(The task) Determine how many lines in the material hold the string "outside", then reply with that number only.
╭─ Entries supplied
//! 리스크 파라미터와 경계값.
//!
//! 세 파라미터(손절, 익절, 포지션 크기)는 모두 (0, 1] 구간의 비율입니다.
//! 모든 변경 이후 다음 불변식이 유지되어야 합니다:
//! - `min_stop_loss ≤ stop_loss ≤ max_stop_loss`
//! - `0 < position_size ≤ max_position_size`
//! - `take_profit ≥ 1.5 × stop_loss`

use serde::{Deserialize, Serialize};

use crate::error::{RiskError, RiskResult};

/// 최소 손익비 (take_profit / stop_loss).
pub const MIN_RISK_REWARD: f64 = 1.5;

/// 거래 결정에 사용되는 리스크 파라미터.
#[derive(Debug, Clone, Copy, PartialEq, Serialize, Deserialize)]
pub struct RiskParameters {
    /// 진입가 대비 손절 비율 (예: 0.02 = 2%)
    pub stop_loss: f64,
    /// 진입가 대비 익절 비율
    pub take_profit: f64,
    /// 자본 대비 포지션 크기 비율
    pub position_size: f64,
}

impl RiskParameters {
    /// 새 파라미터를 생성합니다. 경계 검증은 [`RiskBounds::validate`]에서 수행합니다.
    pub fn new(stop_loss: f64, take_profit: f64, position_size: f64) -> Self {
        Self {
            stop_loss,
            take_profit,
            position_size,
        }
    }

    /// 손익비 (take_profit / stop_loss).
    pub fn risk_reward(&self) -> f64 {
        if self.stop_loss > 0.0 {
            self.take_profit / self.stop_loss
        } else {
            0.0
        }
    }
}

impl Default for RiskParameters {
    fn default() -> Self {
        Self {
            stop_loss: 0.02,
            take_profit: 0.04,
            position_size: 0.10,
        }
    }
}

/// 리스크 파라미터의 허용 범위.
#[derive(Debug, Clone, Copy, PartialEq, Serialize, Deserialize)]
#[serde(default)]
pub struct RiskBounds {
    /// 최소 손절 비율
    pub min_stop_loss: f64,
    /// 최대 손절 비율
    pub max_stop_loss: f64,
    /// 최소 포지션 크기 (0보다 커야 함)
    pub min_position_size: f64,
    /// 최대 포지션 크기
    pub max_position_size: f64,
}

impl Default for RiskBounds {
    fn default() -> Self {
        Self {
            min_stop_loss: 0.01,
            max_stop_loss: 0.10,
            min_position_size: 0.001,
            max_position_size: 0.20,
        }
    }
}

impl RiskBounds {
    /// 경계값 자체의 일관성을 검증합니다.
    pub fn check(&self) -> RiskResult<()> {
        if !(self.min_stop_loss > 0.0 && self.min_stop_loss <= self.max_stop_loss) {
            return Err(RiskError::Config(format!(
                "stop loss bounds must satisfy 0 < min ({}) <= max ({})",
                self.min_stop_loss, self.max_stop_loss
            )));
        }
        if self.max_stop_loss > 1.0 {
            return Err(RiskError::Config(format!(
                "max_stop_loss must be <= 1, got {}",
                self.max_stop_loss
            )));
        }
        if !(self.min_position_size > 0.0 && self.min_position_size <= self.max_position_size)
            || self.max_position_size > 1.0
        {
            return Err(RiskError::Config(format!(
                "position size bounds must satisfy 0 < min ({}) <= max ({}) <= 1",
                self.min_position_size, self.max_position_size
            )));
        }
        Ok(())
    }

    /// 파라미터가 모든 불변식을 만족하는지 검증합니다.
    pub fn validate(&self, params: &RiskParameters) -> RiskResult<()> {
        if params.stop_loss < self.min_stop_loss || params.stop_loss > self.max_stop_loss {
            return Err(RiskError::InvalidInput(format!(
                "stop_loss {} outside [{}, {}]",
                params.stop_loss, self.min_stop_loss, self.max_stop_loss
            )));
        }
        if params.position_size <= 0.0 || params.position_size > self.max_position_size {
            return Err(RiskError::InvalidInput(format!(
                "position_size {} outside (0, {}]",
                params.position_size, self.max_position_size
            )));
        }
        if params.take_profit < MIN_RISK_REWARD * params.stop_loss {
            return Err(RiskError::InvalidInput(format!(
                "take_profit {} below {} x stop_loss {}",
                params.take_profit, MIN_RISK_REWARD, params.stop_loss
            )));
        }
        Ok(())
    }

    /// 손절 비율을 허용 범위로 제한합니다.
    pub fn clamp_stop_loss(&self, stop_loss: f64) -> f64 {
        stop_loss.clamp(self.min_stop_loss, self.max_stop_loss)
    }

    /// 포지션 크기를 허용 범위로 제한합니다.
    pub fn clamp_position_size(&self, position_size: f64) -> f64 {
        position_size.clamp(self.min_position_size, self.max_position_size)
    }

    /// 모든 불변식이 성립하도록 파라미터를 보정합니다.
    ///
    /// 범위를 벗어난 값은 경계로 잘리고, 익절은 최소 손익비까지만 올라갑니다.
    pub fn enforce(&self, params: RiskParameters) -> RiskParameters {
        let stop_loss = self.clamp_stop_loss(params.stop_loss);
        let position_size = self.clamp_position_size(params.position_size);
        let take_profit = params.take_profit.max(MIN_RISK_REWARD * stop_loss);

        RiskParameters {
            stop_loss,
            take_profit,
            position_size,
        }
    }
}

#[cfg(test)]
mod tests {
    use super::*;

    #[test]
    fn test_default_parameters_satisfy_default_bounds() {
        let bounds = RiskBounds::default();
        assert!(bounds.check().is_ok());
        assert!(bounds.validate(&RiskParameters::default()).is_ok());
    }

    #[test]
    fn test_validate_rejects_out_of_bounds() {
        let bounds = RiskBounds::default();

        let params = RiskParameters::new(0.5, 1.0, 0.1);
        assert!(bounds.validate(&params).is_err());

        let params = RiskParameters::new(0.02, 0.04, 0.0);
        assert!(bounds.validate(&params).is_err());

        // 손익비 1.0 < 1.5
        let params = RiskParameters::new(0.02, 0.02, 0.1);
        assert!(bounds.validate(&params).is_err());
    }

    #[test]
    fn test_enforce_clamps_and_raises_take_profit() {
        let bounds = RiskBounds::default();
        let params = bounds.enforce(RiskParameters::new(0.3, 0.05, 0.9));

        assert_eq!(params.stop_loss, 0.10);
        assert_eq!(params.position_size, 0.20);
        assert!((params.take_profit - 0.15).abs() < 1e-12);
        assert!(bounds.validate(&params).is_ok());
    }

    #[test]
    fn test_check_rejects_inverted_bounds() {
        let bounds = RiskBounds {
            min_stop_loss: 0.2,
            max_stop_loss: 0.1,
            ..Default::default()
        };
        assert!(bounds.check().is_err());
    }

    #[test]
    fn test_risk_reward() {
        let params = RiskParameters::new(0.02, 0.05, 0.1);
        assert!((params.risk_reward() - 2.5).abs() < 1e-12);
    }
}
╰─
(Expected answer) 2